Task directions: Copy the lines of the entries exactly, from the opening one to the one holding "used verbatim (no", and leave out everything after.

Segment Start: Information supplied

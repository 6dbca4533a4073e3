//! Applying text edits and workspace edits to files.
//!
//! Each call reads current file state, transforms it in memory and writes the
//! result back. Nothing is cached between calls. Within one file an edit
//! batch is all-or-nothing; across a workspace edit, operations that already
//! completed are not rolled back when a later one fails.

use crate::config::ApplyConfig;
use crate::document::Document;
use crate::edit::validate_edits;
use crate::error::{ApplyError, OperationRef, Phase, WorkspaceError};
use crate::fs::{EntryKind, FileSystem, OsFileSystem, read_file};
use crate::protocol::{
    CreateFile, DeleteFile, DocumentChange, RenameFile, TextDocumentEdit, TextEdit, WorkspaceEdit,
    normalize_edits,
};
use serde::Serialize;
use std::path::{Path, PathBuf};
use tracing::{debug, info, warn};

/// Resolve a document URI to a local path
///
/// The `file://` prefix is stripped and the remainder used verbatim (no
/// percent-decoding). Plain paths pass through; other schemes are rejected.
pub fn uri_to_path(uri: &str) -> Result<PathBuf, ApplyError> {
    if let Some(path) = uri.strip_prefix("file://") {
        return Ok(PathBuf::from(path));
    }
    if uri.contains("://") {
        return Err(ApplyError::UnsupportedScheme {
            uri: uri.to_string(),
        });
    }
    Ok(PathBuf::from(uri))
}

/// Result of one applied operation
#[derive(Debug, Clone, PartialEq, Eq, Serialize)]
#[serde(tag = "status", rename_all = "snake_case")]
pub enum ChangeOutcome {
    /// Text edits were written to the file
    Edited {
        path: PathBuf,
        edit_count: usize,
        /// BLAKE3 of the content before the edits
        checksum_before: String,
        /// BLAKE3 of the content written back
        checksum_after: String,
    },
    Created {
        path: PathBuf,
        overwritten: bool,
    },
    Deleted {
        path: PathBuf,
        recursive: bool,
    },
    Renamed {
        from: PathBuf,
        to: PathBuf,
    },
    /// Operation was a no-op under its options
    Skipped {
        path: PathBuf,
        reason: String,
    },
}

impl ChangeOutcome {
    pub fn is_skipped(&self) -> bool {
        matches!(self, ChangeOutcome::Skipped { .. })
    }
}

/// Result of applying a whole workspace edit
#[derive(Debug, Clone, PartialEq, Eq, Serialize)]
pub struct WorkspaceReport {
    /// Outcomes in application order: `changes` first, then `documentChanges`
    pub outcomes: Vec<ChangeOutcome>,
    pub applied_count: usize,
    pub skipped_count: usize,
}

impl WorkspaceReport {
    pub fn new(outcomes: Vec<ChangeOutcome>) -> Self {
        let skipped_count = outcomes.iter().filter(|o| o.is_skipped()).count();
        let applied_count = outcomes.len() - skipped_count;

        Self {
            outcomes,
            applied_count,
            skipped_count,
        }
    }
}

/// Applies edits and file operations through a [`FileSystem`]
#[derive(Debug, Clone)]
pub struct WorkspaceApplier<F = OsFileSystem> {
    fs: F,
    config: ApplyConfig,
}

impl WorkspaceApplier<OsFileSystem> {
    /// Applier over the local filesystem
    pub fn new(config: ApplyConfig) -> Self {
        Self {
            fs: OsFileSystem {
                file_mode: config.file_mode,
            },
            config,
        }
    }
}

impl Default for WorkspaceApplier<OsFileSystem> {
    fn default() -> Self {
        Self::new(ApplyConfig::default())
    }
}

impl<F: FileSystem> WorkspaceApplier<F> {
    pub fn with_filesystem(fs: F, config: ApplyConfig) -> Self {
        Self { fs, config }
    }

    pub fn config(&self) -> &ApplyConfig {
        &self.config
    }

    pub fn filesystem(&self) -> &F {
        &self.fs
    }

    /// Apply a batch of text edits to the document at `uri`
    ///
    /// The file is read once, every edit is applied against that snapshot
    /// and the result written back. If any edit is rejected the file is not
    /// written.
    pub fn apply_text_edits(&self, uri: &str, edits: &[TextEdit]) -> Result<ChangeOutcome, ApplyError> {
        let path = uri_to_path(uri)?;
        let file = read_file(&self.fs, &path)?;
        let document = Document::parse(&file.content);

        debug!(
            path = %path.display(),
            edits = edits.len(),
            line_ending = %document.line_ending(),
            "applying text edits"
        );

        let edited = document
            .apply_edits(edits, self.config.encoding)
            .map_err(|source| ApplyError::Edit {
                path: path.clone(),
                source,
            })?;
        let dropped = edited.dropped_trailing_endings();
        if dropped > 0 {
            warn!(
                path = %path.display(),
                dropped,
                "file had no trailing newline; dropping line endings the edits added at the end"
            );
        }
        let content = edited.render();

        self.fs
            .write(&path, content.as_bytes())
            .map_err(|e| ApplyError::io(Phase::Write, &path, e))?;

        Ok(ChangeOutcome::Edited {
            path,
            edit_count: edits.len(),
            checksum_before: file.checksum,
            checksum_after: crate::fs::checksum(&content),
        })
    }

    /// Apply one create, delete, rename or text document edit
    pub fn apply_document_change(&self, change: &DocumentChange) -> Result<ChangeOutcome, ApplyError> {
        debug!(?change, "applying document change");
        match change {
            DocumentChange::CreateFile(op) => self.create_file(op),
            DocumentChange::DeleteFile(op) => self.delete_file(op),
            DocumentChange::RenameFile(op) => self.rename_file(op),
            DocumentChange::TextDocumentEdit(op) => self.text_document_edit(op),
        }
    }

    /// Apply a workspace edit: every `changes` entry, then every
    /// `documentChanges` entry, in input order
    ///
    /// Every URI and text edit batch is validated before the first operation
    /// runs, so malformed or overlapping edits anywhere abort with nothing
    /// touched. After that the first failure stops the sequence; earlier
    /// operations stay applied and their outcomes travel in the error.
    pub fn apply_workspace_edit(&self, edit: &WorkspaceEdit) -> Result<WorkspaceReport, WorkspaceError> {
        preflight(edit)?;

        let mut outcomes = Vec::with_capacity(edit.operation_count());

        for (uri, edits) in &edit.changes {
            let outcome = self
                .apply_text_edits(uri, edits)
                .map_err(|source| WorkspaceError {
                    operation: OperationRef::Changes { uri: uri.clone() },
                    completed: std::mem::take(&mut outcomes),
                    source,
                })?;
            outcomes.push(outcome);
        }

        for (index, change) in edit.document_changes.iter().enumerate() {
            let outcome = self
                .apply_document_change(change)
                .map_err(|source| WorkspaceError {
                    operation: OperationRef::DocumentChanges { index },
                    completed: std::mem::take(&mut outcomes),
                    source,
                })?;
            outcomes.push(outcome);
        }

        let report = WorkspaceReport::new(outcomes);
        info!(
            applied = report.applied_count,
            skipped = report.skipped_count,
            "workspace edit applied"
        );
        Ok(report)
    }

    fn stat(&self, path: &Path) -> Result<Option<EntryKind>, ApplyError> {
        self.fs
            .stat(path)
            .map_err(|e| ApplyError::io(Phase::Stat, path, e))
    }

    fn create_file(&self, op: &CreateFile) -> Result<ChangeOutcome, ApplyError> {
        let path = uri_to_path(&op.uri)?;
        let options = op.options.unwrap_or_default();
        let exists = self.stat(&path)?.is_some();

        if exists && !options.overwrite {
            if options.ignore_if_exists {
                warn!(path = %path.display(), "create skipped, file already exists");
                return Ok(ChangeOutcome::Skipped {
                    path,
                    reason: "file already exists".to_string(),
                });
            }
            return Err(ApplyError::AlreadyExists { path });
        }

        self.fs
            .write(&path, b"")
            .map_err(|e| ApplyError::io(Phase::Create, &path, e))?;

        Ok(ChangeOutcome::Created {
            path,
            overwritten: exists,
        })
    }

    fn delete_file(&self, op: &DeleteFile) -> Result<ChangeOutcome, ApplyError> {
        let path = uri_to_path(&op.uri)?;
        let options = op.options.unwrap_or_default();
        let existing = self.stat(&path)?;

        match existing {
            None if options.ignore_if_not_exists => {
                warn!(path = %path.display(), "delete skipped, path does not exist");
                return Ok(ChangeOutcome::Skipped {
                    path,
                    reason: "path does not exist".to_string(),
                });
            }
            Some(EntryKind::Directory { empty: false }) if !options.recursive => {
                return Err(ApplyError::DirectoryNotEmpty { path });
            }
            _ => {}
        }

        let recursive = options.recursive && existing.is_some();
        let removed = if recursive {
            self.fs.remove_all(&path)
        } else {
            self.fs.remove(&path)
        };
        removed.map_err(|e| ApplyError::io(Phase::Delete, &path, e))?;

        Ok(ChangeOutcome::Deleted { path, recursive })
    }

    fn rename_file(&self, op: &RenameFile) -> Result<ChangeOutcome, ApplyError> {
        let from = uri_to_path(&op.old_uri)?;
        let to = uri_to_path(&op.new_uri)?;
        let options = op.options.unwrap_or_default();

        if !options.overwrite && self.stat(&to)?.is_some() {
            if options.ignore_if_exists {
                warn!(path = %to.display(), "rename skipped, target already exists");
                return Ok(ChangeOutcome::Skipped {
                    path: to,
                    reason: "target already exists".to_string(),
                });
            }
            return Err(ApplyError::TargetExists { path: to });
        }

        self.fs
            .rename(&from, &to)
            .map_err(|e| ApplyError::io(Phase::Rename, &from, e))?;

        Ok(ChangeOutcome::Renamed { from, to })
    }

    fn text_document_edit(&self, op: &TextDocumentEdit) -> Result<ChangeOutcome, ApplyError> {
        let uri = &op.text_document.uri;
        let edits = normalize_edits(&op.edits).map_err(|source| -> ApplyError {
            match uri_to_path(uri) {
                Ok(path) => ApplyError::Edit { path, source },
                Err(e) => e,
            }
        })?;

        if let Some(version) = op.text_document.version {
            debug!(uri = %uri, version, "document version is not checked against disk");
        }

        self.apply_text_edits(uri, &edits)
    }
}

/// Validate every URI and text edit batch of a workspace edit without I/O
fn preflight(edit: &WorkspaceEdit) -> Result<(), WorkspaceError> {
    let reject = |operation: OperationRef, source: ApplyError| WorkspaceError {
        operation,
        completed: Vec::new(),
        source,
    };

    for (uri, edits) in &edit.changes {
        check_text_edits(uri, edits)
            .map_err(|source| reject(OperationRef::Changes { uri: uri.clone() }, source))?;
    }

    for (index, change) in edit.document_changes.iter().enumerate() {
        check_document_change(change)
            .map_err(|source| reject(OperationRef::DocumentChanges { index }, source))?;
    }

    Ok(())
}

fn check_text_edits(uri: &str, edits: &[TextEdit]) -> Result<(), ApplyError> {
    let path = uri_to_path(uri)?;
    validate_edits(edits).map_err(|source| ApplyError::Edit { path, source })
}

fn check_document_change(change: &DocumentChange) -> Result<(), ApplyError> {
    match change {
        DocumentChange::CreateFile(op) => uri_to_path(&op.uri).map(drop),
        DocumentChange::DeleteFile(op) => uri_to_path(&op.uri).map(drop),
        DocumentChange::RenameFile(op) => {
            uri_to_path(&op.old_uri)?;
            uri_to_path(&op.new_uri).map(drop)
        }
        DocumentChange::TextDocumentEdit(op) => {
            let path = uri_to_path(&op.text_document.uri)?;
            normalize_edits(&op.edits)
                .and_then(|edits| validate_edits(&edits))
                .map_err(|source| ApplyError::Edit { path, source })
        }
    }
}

Segment End: Information supplied

Answer below:
repository 6dbca4533a4073e3
//! Applying text edits and workspace edits to files.
//!
//! Each call reads current file state, transforms it in memory and writes the
//! result back. Nothing is cached between calls. Within one file an edit
//! batch is all-or-nothing; across a workspace edit, operations that already
//! completed are not rolled back when a later one fails.

use crate::config::ApplyConfig;
use crate::document::Document;
use crate::edit::validate_edits;
use crate::error::{ApplyError, OperationRef, Phase, WorkspaceError};
use crate::fs::{EntryKind, FileSystem, OsFileSystem, read_file};
use crate::protocol::{
    CreateFile, DeleteFile, DocumentChange, RenameFile, TextDocumentEdit, TextEdit, WorkspaceEdit,
    normalize_edits,
};
use serde::Serialize;
use std::path::{Path, PathBuf};
use tracing::{debug, info, warn};

/// Resolve a document URI to a local path
///
/// The `file://` prefix is stripped and the remainder used verbatim (no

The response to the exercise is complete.